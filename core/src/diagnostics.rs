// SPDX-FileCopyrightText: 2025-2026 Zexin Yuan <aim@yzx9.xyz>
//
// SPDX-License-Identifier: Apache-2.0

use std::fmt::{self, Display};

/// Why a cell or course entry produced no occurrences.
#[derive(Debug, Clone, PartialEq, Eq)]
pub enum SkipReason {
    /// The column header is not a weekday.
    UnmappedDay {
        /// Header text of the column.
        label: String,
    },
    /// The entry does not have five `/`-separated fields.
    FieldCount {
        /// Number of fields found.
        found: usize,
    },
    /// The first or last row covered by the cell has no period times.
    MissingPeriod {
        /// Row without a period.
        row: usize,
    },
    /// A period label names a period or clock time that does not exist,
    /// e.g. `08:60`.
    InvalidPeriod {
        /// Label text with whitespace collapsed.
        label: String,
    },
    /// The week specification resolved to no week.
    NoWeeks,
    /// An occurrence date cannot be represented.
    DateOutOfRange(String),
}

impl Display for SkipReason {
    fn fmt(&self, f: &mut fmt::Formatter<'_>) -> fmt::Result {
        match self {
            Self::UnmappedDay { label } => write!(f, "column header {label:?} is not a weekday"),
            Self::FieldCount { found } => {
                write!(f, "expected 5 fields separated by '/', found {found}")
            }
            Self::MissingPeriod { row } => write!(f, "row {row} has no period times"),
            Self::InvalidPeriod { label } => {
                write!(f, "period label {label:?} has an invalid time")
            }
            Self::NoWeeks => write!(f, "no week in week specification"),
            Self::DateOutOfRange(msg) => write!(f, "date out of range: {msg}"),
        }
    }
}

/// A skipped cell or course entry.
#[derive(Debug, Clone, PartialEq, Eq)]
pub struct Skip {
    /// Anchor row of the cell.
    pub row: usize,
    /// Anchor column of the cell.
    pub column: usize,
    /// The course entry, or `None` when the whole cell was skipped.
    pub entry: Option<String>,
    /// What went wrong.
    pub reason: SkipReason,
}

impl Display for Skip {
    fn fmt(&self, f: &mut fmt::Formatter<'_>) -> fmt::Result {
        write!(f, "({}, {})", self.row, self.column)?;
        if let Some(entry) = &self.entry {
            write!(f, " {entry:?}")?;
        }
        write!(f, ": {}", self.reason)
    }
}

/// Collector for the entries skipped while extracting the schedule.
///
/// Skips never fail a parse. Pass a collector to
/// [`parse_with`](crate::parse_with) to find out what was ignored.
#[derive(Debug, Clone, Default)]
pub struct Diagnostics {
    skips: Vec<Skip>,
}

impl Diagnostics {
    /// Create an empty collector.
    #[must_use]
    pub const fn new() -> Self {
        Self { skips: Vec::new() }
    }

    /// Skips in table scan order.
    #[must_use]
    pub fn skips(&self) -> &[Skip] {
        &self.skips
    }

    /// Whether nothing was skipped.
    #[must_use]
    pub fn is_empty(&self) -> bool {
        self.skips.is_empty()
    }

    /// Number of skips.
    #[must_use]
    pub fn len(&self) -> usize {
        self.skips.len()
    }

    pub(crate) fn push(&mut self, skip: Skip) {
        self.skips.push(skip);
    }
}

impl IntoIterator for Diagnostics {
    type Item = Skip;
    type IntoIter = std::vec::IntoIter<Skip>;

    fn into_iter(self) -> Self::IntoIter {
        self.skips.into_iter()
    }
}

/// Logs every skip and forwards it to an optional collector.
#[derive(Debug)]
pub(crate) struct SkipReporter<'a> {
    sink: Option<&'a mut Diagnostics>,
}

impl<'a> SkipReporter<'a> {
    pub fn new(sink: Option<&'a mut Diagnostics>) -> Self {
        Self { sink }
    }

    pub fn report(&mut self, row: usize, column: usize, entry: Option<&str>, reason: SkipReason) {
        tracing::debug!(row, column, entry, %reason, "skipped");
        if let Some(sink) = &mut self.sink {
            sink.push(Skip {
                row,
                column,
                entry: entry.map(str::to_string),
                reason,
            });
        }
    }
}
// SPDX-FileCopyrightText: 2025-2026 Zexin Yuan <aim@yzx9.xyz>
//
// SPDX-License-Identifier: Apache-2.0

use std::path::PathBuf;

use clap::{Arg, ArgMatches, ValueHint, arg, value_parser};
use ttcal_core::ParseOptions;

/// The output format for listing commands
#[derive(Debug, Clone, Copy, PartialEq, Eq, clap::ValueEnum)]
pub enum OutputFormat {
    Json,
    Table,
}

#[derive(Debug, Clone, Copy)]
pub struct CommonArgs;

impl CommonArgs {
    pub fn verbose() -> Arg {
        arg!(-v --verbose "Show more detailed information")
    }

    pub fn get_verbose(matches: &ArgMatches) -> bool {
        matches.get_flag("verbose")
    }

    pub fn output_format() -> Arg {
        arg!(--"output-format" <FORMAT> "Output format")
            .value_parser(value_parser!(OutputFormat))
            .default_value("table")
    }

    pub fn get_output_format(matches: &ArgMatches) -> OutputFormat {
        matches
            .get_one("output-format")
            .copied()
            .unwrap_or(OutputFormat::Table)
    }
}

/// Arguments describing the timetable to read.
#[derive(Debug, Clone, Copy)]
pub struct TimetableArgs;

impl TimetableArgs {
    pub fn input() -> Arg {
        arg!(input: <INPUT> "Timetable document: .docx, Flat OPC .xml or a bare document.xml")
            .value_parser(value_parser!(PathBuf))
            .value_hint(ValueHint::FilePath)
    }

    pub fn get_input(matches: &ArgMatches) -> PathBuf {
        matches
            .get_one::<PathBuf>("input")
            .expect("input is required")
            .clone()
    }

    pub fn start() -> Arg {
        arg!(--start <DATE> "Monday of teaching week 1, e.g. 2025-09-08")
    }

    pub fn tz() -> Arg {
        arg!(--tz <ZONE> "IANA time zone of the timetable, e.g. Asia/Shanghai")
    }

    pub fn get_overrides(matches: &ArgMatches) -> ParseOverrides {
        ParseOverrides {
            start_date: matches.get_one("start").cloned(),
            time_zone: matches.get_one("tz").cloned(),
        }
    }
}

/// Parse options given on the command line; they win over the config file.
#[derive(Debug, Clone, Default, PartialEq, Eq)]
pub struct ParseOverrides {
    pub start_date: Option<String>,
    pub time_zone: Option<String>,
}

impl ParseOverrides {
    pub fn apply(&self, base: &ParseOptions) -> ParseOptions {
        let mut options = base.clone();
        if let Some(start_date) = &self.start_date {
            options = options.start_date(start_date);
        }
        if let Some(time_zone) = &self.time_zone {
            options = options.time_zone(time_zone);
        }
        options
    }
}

--*--

- PROBLEM DETAILS -
All of the material, restated exactly, is the expected result.

- ANSWER TO THIS PROBLEM -
filename core/src/diagnostics.rs
// SPDX-FileCopyrightText: 2025-2026 Zexin Yuan <aim@yzx9.xyz>
//
// SPDX-License-Identifier: Apache-2.0

use std::fmt::{self, Display};

/// Why a cell or course entry produced no occurrences.
#[derive(Debug, Clone, PartialEq, Eq)]
pub enum SkipReason {
    /// The column header is not a weekday.
    UnmappedDay {
        /// Header text of the column.
        label: String,
    },
    /// The entry does not have five `/`-separated fields.
    FieldCount {
        /// Number of fields found.
        found: usize,
    },
    /// The first or last row covered by the cell has no period times.
    MissingPeriod {
        /// Row without a period.
        row: usize,
    },
    /// A period label names a period or clock time that does not exist,
    /// e.g. `08:60`.
    InvalidPeriod {
        /// Label text with whitespace collapsed.
        label: String,
    },
    /// The week specification resolved to no week.
    NoWeeks,
    /// An occurrence date cannot be represented.
    DateOutOfRange(String),
}

impl Display for SkipReason {
    fn fmt(&self, f: &mut fmt::Formatter<'_>) -> fmt::Result {
        match self {
            Self::UnmappedDay { label } => write!(f, "column header {label:?} is not a weekday"),
            Self::FieldCount { found } => {
                write!(f, "expected 5 fields separated by '/', found {found}")
            }
            Self::MissingPeriod { row } => write!(f, "row {row} has no period times"),
            Self::InvalidPeriod { label } => {
                write!(f, "period label {label:?} has an invalid time")
            }
            Self::NoWeeks => write!(f, "no week in week specification"),
            Self::DateOutOfRange(msg) => write!(f, "date out of range: {msg}"),
        }
    }
}

/// A skipped cell or course entry.
#[derive(Debug, Clone, PartialEq, Eq)]
pub struct Skip {
    /// Anchor row of the cell.
    pub row: usize,
    /// Anchor column of the cell.
    pub column: usize,
    /// The course entry, or `None` when the whole cell was skipped.
    pub entry: Option<String>,
    /// What went wrong.
    pub reason: SkipReason,
}

impl Display for Skip {
    fn fmt(&self, f: &mut fmt::Formatter<'_>) -> fmt::Result {
        write!(f, "({}, {})", self.row, self.column)?;
        if let Some(entry) = &self.entry {
            write!(f, " {entry:?}")?;
        }
        write!(f, ": {}", self.reason)
    }
}

/// Collector for the entries skipped while extracting the schedule.
///
/// Skips never fail a parse. Pass a collector to
/// [`parse_with`](crate::parse_with) to find out what was ignored.
#[derive(Debug, Clone, Default)]
pub struct Diagnostics {
    skips: Vec<Skip>,
}

impl Diagnostics {
    /// Create an empty collector.
    #[must_use]
    pub const fn new() -> Self {
        Self { skips: Vec::new() }
    }

    /// Skips in table scan order.
    #[must_use]
    pub fn skips(&self) -> &[Skip] {
        &self.skips
    }

    /// Whether nothing was skipped.
    #[must_use]
    pub fn is_empty(&self) -> bool {
        self.skips.is_empty()
    }

    /// Number of skips.
    #[must_use]
    pub fn len(&self) -> usize {
        self.skips.len()
    }

    pub(crate) fn push(&mut self, skip: Skip) {
        self.skips.push(skip);
    }
}

impl IntoIterator for Diagnostics {
    type Item = Skip;
    type IntoIter = std::vec::IntoIter<Skip>;

    fn into_iter(self) -> Self::IntoIter {
        self.skips.into_iter()
    }
}

/// Logs every skip and forwards it to an optional collector.
#[derive(Debug)]
pub(crate) struct SkipReporter<'a> {
    sink: Option<&'a mut Diagnostics>,
}

impl<'a> SkipReporter<'a> {
    pub fn new(sink: Option<&'a mut Diagnostics>) -> Self {
        Self { sink }
    }

    pub fn report(&mut self, row: usize, column: usize, entry: Option<&str>, reason: SkipReason) {
        tracing::debug!(row, column, entry, %reason, "skipped");
        if let Some(sink) = &mut self.sink {
            sink.push(Skip {
                row,
                column,
                entry: entry.map(str::to_string),
                reason,
            });
        }
    }
}
// SPDX-FileCopyrightText: 2025-2026 Zexin Yuan <aim@yzx9.xyz>
//
// SPDX-License-Identifier: Apache-2.0

use std::path::PathBuf;

use clap::{Arg, ArgMatches, ValueHint, arg, value_parser};
use ttcal_core::ParseOptions;

/// The output format for listing commands
#[derive(Debug, Clone, Copy, PartialEq, Eq, clap::ValueEnum)]
pub enum OutputFormat {
    Json,
    Table,
}

#[derive(Debug, Clone, Copy)]
pub struct CommonArgs;

impl CommonArgs {
    pub fn verbose() -> Arg {
        arg!(-v --verbose "Show more detailed information")
    }

    pub fn get_verbose(matches: &ArgMatches) -> bool {
        matches.get_flag("verbose")
    }

    pub fn output_format() -> Arg {
        arg!(--"output-format" <FORMAT> "Output format")
            .value_parser(value_parser!(OutputFormat))
            .default_value("table")
    }

    pub fn get_output_format(matches: &ArgMatches) -> OutputFormat {
        matches
            .get_one("output-format")
            .copied()
            .unwrap_or(OutputFormat::Table)
    }
}

/// Arguments describing the timetable to read.
#[derive(Debug, Clone, Copy)]
pub struct TimetableArgs;

impl TimetableArgs {
    pub fn input() -> Arg {
        arg!(input: <INPUT> "Timetable document: .docx, Flat OPC .xml or a bare document.xml")
            .value_parser(value_parser!(PathBuf))
            .value_hint(ValueHint::FilePath)
    }

    pub fn get_input(matches: &ArgMatches) -> PathBuf {
        matches
            .get_one::<PathBuf>("input")
            .expect("input is required")
            .clone()
    }

    pub fn start() -> Arg {
        arg!(--start <DATE> "Monday of teaching week 1, e.g. 2025-09-08")
    }

    pub fn tz() -> Arg {
        arg!(--tz <ZONE> "IANA time zone of the timetable, e.g. Asia/Shanghai")
    }

    pub fn get_overrides(matches: &ArgMatches) -> ParseOverrides {
        ParseOverrides {
            start_date: matches.get_one("start").cloned(),
            time_zone: matches.get_one("tz").cloned(),
        }
    }
}

/// Parse options given on the command line; they win over the config file.
#[derive(Debug, Clone, Default, PartialEq, Eq)]
pub struct ParseOverrides {
    pub start_date: Option<String>,
    pub time_zone: Option<String>,
}

impl ParseOverrides {
    pub fn apply(&self, base: &ParseOptions) -> ParseOptions {
        let mut options = base.clone();
        if let Some(start_date) = &self.start_date {
            options = options.start_date(start_date);
        }
        if let Some(time_zone) = &self.time_zone {
            options = options.time_zone(time_zone);
        }
        options
    }
}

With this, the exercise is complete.